Well, not exactly that. When I was working at VC, you don't imagine how many founders I've seen who already had the money (tens of millions in the bank), but willing to raise from VCs anyway.
- "So, why do you want to raise, if you have that much money already?"
- "Eh, we look more for partners who can help us build the thing and marketing than money".
It can be surprising, but some founders prefer raising the money just to have investors list on their website and a sentence "backed by X" in twitter description.
It's up to you how to rule the company, you don't need a step-by-step guide how to do that, you don't need robbery terms for top VCs just to put them on page. What you need is a piece of advice. You can message any guy you like and who you feel like will give you a great advice and talk to him — it's free, you don't have to sell a portion of a token supply.
4. VCs are great.
Raising round is ideal choice for someone young and ambitious. Those who didn't make much money yet, but they have a courage to do so. Or VC money can be used for something really complex that will require multiple years of development and will be earning money only after that.
But as I said before, company earnings have nothing to do with token price.
So if VCs dump tokens, why are they great?
You cannot imagine how committed a venture capital fund can be, because it's literally a startup.

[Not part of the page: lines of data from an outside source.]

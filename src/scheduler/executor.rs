// Batch execution strategies
//
// Both strategies satisfy the same contract: take one batch, return one
// JobResult per started job in input order plus the jobs that were never
// started because a graceful stop arrived. The strategy is chosen once from
// the run configuration.

use crate::metrics::RunMetrics;
use crate::models::{JobResult, QuestionId, RenderJob, RunConfig};
use crate::scheduler::cooldown::CooldownController;
use crate::scheduler::pause::PauseToken;
use crate::services::{RenderUnit, is_valid_clip};
use async_trait::async_trait;
use std::sync::Arc;
use std::time::Duration;
use tokio::sync::Semaphore;
use tokio::task::JoinHandle;
use tokio::time::Instant;
use tokio_util::sync::CancellationToken;

/// Everything a strategy needs from the coordinator for one batch
pub struct ExecutionContext<'a> {
    pub renderer: &'a Arc<dyn RenderUnit>,
    pub cooldown: &'a CooldownController,
    pub pause: &'a PauseToken,
    pub stop: &'a CancellationToken,
    pub metrics: &'a RunMetrics,
    pub cool_time: Duration,
    pub throttle: bool,
}

/// What a strategy hands back for one batch
#[derive(Debug, Default)]
pub struct BatchOutput {
    /// One result per started job, in input order
    pub results: Vec<JobResult>,
    /// Jobs never started because of a graceful stop, in input order
    pub not_started: Vec<RenderJob>,
}

#[async_trait]
pub trait BatchExecutor: Send + Sync {
    fn name(&self) -> &'static str;

    /// Whether this strategy cools down after every unit itself.
    ///
    /// When false the scheduler cools down once after each batch.
    fn cools_per_unit(&self) -> bool;

    async fn execute(&self, batch: Vec<RenderJob>, ctx: &ExecutionContext<'_>) -> BatchOutput;
}

/// Pick the strategy for a run
pub fn select_executor(config: &RunConfig) -> Box<dyn BatchExecutor> {
    if config.is_sequential() {
        Box::new(SequentialExecutor)
    } else {
        Box::new(ParallelExecutor::new(config.jobs))
    }
}

/// Invoke the RenderUnit for one job and turn the outcome into a [`JobResult`]
pub async fn render_one(renderer: &dyn RenderUnit, job: &RenderJob) -> JobResult {
    let start = Instant::now();
    let result = renderer.render(job).await;
    let elapsed = start.elapsed();

    match result {
        Ok(path) if is_valid_clip(&path) => {
            tracing::info!(
                "Question {} rendered in {:.1}s: {}",
                job.id(),
                elapsed.as_secs_f64(),
                path
            );
            JobResult::success(job.id().clone(), path, elapsed)
        }
        Ok(path) => {
            let reason = format!("renderer reported {} but the file is missing or empty", path);
            tracing::error!("Question {} failed: {}", job.id(), reason);
            JobResult::failure(job.id().clone(), reason, elapsed)
        }
        Err(e) => {
            tracing::error!("Question {} failed: {}", job.id(), e);
            JobResult::failure(job.id().clone(), e.to_string(), elapsed)
        }
    }
}

/// One unit at a time, in order, with a cooldown after every unit
#[derive(Debug, Default, Clone, Copy)]
pub struct SequentialExecutor;

#[async_trait]
impl BatchExecutor for SequentialExecutor {
    fn name(&self) -> &'static str {
        "sequential"
    }

    fn cools_per_unit(&self) -> bool {
        true
    }

    async fn execute(&self, batch: Vec<RenderJob>, ctx: &ExecutionContext<'_>) -> BatchOutput {
        let mut output = BatchOutput {
            results: Vec::with_capacity(batch.len()),
            not_started: Vec::new(),
        };
        let mut queue = batch.into_iter();

        while let Some(job) = queue.next() {
            if !ctx.stop.is_cancelled() && ctx.pause.wait_while_paused(ctx.stop).await {
                ctx.metrics.record_pause();
            }

            if ctx.stop.is_cancelled() {
                output.not_started.push(job);
                output.not_started.extend(queue.by_ref());
                break;
            }

            tracing::info!("Rendering question {}", job.id());
            output.results.push(render_one(ctx.renderer.as_ref(), &job).await);

            let spent = ctx.cooldown.pause(ctx.cool_time, ctx.throttle, ctx.stop).await;
            ctx.metrics.record_cooldown(spent);
        }

        output
    }
}

/// Bounded worker pool: at most `workers` RenderUnit calls in flight.
///
/// Workers are tokio tasks; a permit is taken before a task is spawned, so
/// extra jobs in a large batch queue behind the first `workers` ones. The whole
/// batch completes before the next one starts.
#[derive(Debug, Clone, Copy)]
pub struct ParallelExecutor {
    workers: usize,
}

impl ParallelExecutor {
    pub fn new(workers: usize) -> Self {
        Self {
            workers: workers.max(1),
        }
    }

    pub fn workers(&self) -> usize {
        self.workers
    }
}

#[async_trait]
impl BatchExecutor for ParallelExecutor {
    fn name(&self) -> &'static str {
        "parallel"
    }

    fn cools_per_unit(&self) -> bool {
        false
    }

    async fn execute(&self, batch: Vec<RenderJob>, ctx: &ExecutionContext<'_>) -> BatchOutput {
        let semaphore = Arc::new(Semaphore::new(self.workers));
        let mut handles: Vec<(QuestionId, JoinHandle<JobResult>)> = Vec::with_capacity(batch.len());
        let mut output = BatchOutput::default();
        let mut queue = batch.into_iter();

        while let Some(job) = queue.next() {
            let permit = tokio::select! {
                biased;
                _ = ctx.stop.cancelled() => {
                    tracing::warn!("Stop requested - not starting question {}", job.id());
                    output.not_started.push(job);
                    output.not_started.extend(queue.by_ref());
                    break;
                }
                permit = Arc::clone(&semaphore).acquire_owned() => match permit {
                    Ok(permit) => permit,
                    Err(_) => {
                        // The semaphore is never closed while jobs remain
                        output.not_started.push(job);
                        output.not_started.extend(queue.by_ref());
                        break;
                    }
                },
            };

            // A pause raised mid-batch holds back units that have not started yet
            if ctx.pause.wait_while_paused(ctx.stop).await {
                ctx.metrics.record_pause();
            }
            if ctx.stop.is_cancelled() {
                tracing::warn!("Stop requested - not starting question {}", job.id());
                output.not_started.push(job);
                output.not_started.extend(queue.by_ref());
                break;
            }

            tracing::info!("Rendering question {}", job.id());
            let renderer = Arc::clone(ctx.renderer);
            let id = job.id().clone();
            let handle = tokio::spawn(async move {
                let _permit = permit;
                render_one(renderer.as_ref(), &job).await
            });
            handles.push((id, handle));
        }

        // Awaiting in spawn order normalizes completion order back to input order
        for (id, handle) in handles {
            let result = match handle.await {
                Ok(result) => result,
                Err(e) => {
                    tracing::error!("Render task for question {} failed: {}", id, e);
                    JobResult::failure(id, format!("render task failed: {}", e), Duration::ZERO)
                }
            };
            output.results.push(result);
        }

        output
    }
}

Let's say VC has $50m AUM and do standard 2/20 scheme (2% annual fee and 20% performance fee). We are left with $1m yearly to hire a small team + 20% performance fee, which is not stable.
For $1m a year VC has to do operations, investments, due dilligence, talk to countless startups, talk to limited partners (LPs), define the vision of the fund, develop new ways to invest, travel to conferences, demo days, dealflow sharing, etc, etc, etc. All of this is done just to receive 2% management fee and 20% performance fee.

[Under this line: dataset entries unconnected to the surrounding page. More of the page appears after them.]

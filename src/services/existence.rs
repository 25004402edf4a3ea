use crate::models::{QuestionError, QuestionId, QuestionRecord, RenderJob};
use anyhow::{Context, Result};
use camino::{Utf8Path, Utf8PathBuf};
use regex::Regex;
use std::collections::HashMap;
use std::fs;

/// File name prefix of every per-question clip
pub const CLIP_PREFIX: &str = "quiz_";

/// Suffix inserted before the extension while a render is in progress
const PARTIAL_MARKER: &str = ".partial";

/// Questions split into already-rendered clips and jobs still to run
#[derive(Debug, Default)]
pub struct RenderPlan {
    /// Clips that already exist, in question order
    pub existing: Vec<(QuestionId, Utf8PathBuf)>,
    /// Jobs for every question without a valid clip, in question order
    pub jobs: Vec<RenderJob>,
}

/// Decides whether a question's clip is already on disk.
///
/// Clip names are deterministic: `quiz_<id>.mp4` inside the output directory.
/// A clip counts as present only if it is a regular, non-empty file.
#[derive(Debug, Clone)]
pub struct ExistenceChecker {
    output_dir: Utf8PathBuf,

    /// Matches `quiz_<id>.mp4` and captures the id
    clip_pattern: Regex,
}

impl ExistenceChecker {
    pub fn new(output_dir: impl Into<Utf8PathBuf>) -> Self {
        Self {
            output_dir: output_dir.into(),
            clip_pattern: Regex::new(r"^quiz_(.+)\.mp4$").expect("Invalid clip regex"),
        }
    }

    pub fn output_dir(&self) -> &Utf8Path {
        &self.output_dir
    }

    /// Deterministic output path for a question id
    pub fn clip_path(&self, id: &QuestionId) -> Utf8PathBuf {
        self.output_dir
            .join(format!("{}{}.mp4", CLIP_PREFIX, file_safe(id)))
    }

    /// Temporary path a render writes to before it is moved into place
    pub fn partial_path(&self, id: &QuestionId) -> Utf8PathBuf {
        self.output_dir
            .join(format!("{}{}{}.mp4", CLIP_PREFIX, file_safe(id), PARTIAL_MARKER))
    }

    /// Whether the question already has a valid clip
    pub fn exists(&self, question: &QuestionRecord) -> bool {
        is_valid_clip(&self.clip_path(&question.id))
    }

    /// Make sure every question maps to its own clip file.
    ///
    /// Distinct ids can share a file name once path separators are replaced
    /// (`a/b` and `a_b`), and a textual id can land on the final video
    /// (`final` with the default final name).
    pub fn check_clip_names(
        &self,
        questions: &[QuestionRecord],
        final_video: &Utf8Path,
    ) -> std::result::Result<(), QuestionError> {
        let mut owners: HashMap<Utf8PathBuf, &QuestionId> = HashMap::new();

        for question in questions {
            let path = self.clip_path(&question.id);
            if path == final_video {
                return Err(QuestionError::FinalVideoCollision {
                    id: question.id.to_string(),
                    path: path.into_string(),
                });
            }
            if let Some(first) = owners.insert(path.clone(), &question.id) {
                return Err(QuestionError::ClipCollision {
                    first: first.to_string(),
                    second: question.id.to_string(),
                    path: path.into_string(),
                });
            }
        }

        Ok(())
    }

    /// Split `questions` into existing clips and the jobs that still need rendering
    pub fn plan(&self, questions: &[QuestionRecord]) -> RenderPlan {
        let mut plan = RenderPlan::default();

        for question in questions {
            let path = self.clip_path(&question.id);
            if is_valid_clip(&path) {
                tracing::debug!("Clip for question {} already exists: {}", question.id, path);
                plan.existing.push((question.id.clone(), path));
            } else {
                plan.jobs.push(RenderJob::new(question.clone(), path));
            }
        }

        tracing::info!(
            "{} questions already rendered, {} to render",
            plan.existing.len(),
            plan.jobs.len()
        );

        plan
    }

    /// Find every valid clip in the output directory, ordered by question id.
    ///
    /// Used when rendering is skipped entirely. Partial renders and files that
    /// do not follow the clip naming scheme are ignored, as is `exclude` (the
    /// final video, whose default name also matches the scheme). A missing
    /// output directory yields an empty list.
    pub fn discover(&self, exclude: Option<&Utf8Path>) -> Result<Vec<(QuestionId, Utf8PathBuf)>> {
        if !self.output_dir.exists() {
            tracing::warn!("Output directory {} does not exist", self.output_dir);
            return Ok(Vec::new());
        }

        let entries = fs::read_dir(&self.output_dir)
            .with_context(|| format!("Failed to read output directory: {}", self.output_dir))?;

        let mut clips = Vec::new();
        for entry in entries {
            let entry = entry.context("Failed to read directory entry")?;
            let Ok(name) = entry.file_name().into_string() else {
                continue;
            };

            let Some(captures) = self.clip_pattern.captures(&name) else {
                continue;
            };
            let raw_id = &captures[1];
            if raw_id.ends_with(PARTIAL_MARKER) {
                continue;
            }

            let path = self.output_dir.join(&name);
            if exclude.is_some_and(|ex| ex == path.as_path()) {
                continue;
            }
            if is_valid_clip(&path) {
                clips.push((QuestionId::parse(raw_id), path));
            }
        }

        clips.sort_by(|a, b| a.0.cmp(&b.0));
        tracing::info!("Discovered {} existing clips in {}", clips.len(), self.output_dir);
        Ok(clips)
    }
}

/// A clip is valid when it is a regular file with a non-zero size
pub fn is_valid_clip(path: &Utf8Path) -> bool {
    fs::metadata(path)
        .map(|m| m.is_file() && m.len() > 0)
        .unwrap_or(false)
}

fn file_safe(id: &QuestionId) -> String {
    id.to_string().replace(['/', '\\'], "_")
}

I hope that explains the reason why VCs like tokens more than equity, it's just easier to exit and attention spans are generally shorter + get the money to live.
Moreover, different VCs offer not just money, but something else called "value-add". It could be different stuff:
• Marketing support
• Research & Development
• BD + Partnerships
• Liquidity to your product when launched
• Hiring & operations support
• Etc, etc, etc
So yeah, if you REALLY need VC money, go for it, but make sure to choose only ones that offer something else and will not rob you in return.

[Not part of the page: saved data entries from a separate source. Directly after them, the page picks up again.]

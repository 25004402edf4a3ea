//! QuizReel - command-line entry point.
//!
//! # Execution Flow
//!
//! 1. Parse the command line and initialize logging → logs/quizreel.<date>
//! 2. Load `quizreel.yaml` (plus `QUIZREEL_*` environment) and merge CLI flags
//!    into an immutable [`RunConfig`]
//! 3. Lower the process priority, then build a tokio runtime whose worker
//!    threads lower their own priority on start
//! 4. Wire signals: Ctrl+C requests a graceful stop (a second one aborts),
//!    `SIGUSR1` pauses scheduling for a while
//! 5. Run the [`Pipeline`], print the summary, map the report to an exit code
//!
//! # Exit codes
//!
//! - `0`: the final video was produced, or the run was cleanly interrupted
//! - `1`: configuration/setup error, or the final merge failed (including an
//!   empty clip list)
//! - `130`: aborted by a second interrupt

use anyhow::{Context, Result};
use clap::Parser;
use quizreel::cli::Cli;
use quizreel::models::{RunConfig, load_questions};
use quizreel::scheduler::{PauseSignalHandler, PauseToken, PriorityController};
use quizreel::services::{CommandRenderer, FfmpegConcatenator};
use quizreel::{APP_NAME, ConfigManager, Pipeline, RunReport, VERSION};
use std::process::ExitCode;
use std::sync::Arc;
use tokio_util::sync::CancellationToken;

const EXIT_ABORTED: i32 = 130;

fn main() -> ExitCode {
    let cli = Cli::parse();

    let _guard = match quizreel::logging::setup_logging_with_console(
        &cli.log_dir,
        "quizreel",
        cli.debug,
        true,
    ) {
        Ok(guard) => Some(guard),
        Err(e) => {
            eprintln!("Logging disabled: {:#}", e);
            None
        }
    };

    tracing::info!("Starting {} v{}", APP_NAME, VERSION);

    match run(cli) {
        Ok(None) => ExitCode::SUCCESS,
        Ok(Some(report)) => {
            println!("{}", report);
            if report.is_success() {
                ExitCode::SUCCESS
            } else {
                ExitCode::FAILURE
            }
        }
        Err(e) => {
            tracing::error!("{:#}", e);
            eprintln!("Error: {:#}", e);
            ExitCode::FAILURE
        }
    }
}

fn run(cli: Cli) -> Result<Option<RunReport>> {
    let config_manager = ConfigManager::new(&cli.config_path);

    if cli.write_config {
        config_manager.save_settings(&Default::default())?;
        println!("Wrote default settings to {}", config_manager.settings_path());
        return Ok(None);
    }

    let settings = config_manager.load_settings()?;
    let config = RunConfig::resolve(&settings, &cli.overrides())
        .context("Invalid configuration")?;

    tracing::info!(
        "Run configuration: jobs={}, batch_size={}, cool_time={}s, throttle={}, sequential={}, nice={}",
        config.jobs,
        config.batch_size,
        config.cool_time.as_secs(),
        config.throttle,
        config.is_sequential(),
        config.nice
    );

    let priority = PriorityController::new(config.nice);
    priority.apply_or_warn();

    let worker_count = if config.is_sequential() { 1 } else { config.jobs };
    let runtime = tokio::runtime::Builder::new_multi_thread()
        .enable_all()
        .worker_threads(worker_count + 1)
        .thread_name("quizreel-worker")
        .on_thread_start(move || priority.apply_on_worker_start())
        .build()
        .context("Failed to start tokio runtime")?;

    tracing::info!("Tokio runtime initialized with {} worker threads", worker_count + 1);

    let report = runtime.block_on(execute(config));

    // Render children are killed on drop; do not wait on stragglers
    runtime.shutdown_timeout(std::time::Duration::from_secs(5));
    report.map(Some)
}

async fn execute(config: RunConfig) -> Result<RunReport> {
    let stop = CancellationToken::new();
    let pause = Arc::new(PauseToken::new(config.pause_duration));

    spawn_interrupt_handler(stop.clone());
    let _pause_listener = PauseSignalHandler::spawn(Arc::clone(&pause), stop.clone())
        .context("Failed to install pause signal handler")?;

    let questions = if config.skip_rendering {
        Vec::new()
    } else {
        load_questions(&config.questions)?
    };

    let renderer = CommandRenderer::new(&config.renderer, config.questions.clone())
        .with_timeout(config.render_timeout)
        .with_nice(config.nice);
    let concatenator = FfmpegConcatenator::new(&config.concat);

    let pipeline = Pipeline::new(
        config,
        Arc::new(renderer),
        Arc::new(concatenator),
        pause,
        stop.clone(),
    );

    let report = pipeline.run(questions).await;
    pipeline.metrics().log_summary();

    // Ends the signal listener tasks
    stop.cancel();
    report
}

/// First Ctrl+C: graceful stop. Second Ctrl+C: immediate exit.
fn spawn_interrupt_handler(stop: CancellationToken) {
    tokio::spawn(async move {
        if tokio::signal::ctrl_c().await.is_err() {
            tracing::warn!("Interrupt handling unavailable");
            return;
        }
        tracing::warn!(
            "Interrupt received - finishing in-flight renders, press Ctrl+C again to abort"
        );
        stop.cancel();

        if tokio::signal::ctrl_c().await.is_ok() {
            tracing::error!("Second interrupt - aborting");
            std::process::exit(EXIT_ABORTED);
        }
    });
}
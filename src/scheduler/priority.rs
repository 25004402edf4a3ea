// Process scheduling priority ("niceness")
//
// Applied once to the coordinating process at startup, again by every tokio
// worker thread when it starts, and inside every spawned render process.
// Linux tracks niceness per thread, so inheritance alone is not enough.

use thiserror::Error;

#[derive(Error, Debug)]
pub enum PriorityError {
    #[error("Nice level {0} is outside the range -20..=19")]
    OutOfRange(i32),

    #[error("Changing priority to {nice} was refused: {source}")]
    Refused {
        nice: i32,
        #[source]
        source: std::io::Error,
    },

    #[error("Process priority cannot be changed on this platform")]
    Unsupported,
}

/// Lowers (or attempts to set) the scheduling priority of the calling thread/process.
///
/// A failure is never fatal: callers log it and render at default priority.
#[derive(Debug, Clone, Copy)]
pub struct PriorityController {
    nice: i32,
}

impl PriorityController {
    pub fn new(nice: i32) -> Self {
        Self { nice }
    }

    pub fn nice(&self) -> i32 {
        self.nice
    }

    /// Apply the configured niceness to the calling thread
    pub fn apply(&self) -> Result<(), PriorityError> {
        if !(-20..=19).contains(&self.nice) {
            return Err(PriorityError::OutOfRange(self.nice));
        }
        platform::set_niceness(self.nice).map_err(|source| {
            if source.kind() == std::io::ErrorKind::Unsupported {
                PriorityError::Unsupported
            } else {
                PriorityError::Refused {
                    nice: self.nice,
                    source,
                }
            }
        })
    }

    /// Apply the niceness, downgrading any failure to a warning
    pub fn apply_or_warn(&self) {
        match self.apply() {
            Ok(()) => tracing::info!("Scheduling priority set (nice {})", self.nice),
            Err(e) => tracing::warn!("{} - continuing at default priority", e),
        }
    }

    /// Apply the niceness on a freshly started worker thread.
    ///
    /// Runs inside runtime thread-start hooks, so it only logs at debug level.
    pub fn apply_on_worker_start(&self) {
        if let Err(e) = self.apply() {
            tracing::debug!("Worker thread priority not changed: {}", e);
        }
    }
}

#[cfg(unix)]
pub(crate) mod platform {
    use std::io;

    /// Raw `setpriority` for the calling thread.
    ///
    /// Only performs a syscall, so it is safe to call between `fork` and `exec`.
    pub(crate) fn set_niceness(nice: i32) -> io::Result<()> {
        // SAFETY: setpriority has no memory-safety preconditions
        let rc = unsafe { libc::setpriority(libc::PRIO_PROCESS as _, 0, nice) };
        if rc == 0 {
            Ok(())
        } else {
            Err(io::Error::last_os_error())
        }
    }
}

#[cfg(not(unix))]
pub(crate) mod platform {
    use std::io;

    pub(crate) fn set_niceness(_nice: i32) -> io::Result<()> {
        Err(io::Error::from(io::ErrorKind::Unsupported))
    }
}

Also avoid VCs who want to build your company and see your progress "way too often".
Nowadays, we could easily observe the shift towards the concept of “protocol of the founder with a little support from the investors” to “protocol of the investors with a little support from the founder.”
Lots of great protocols wouldn't be built without venture capital and the amount of impact they bring to the space is truly amazing.
Don't raise if you already have enough money and you feel like you can execute everything on your own with a clear goal defined. Raise if you know why it would be helpful for you, identify the best investors who are willing not only to invest their money, but their time.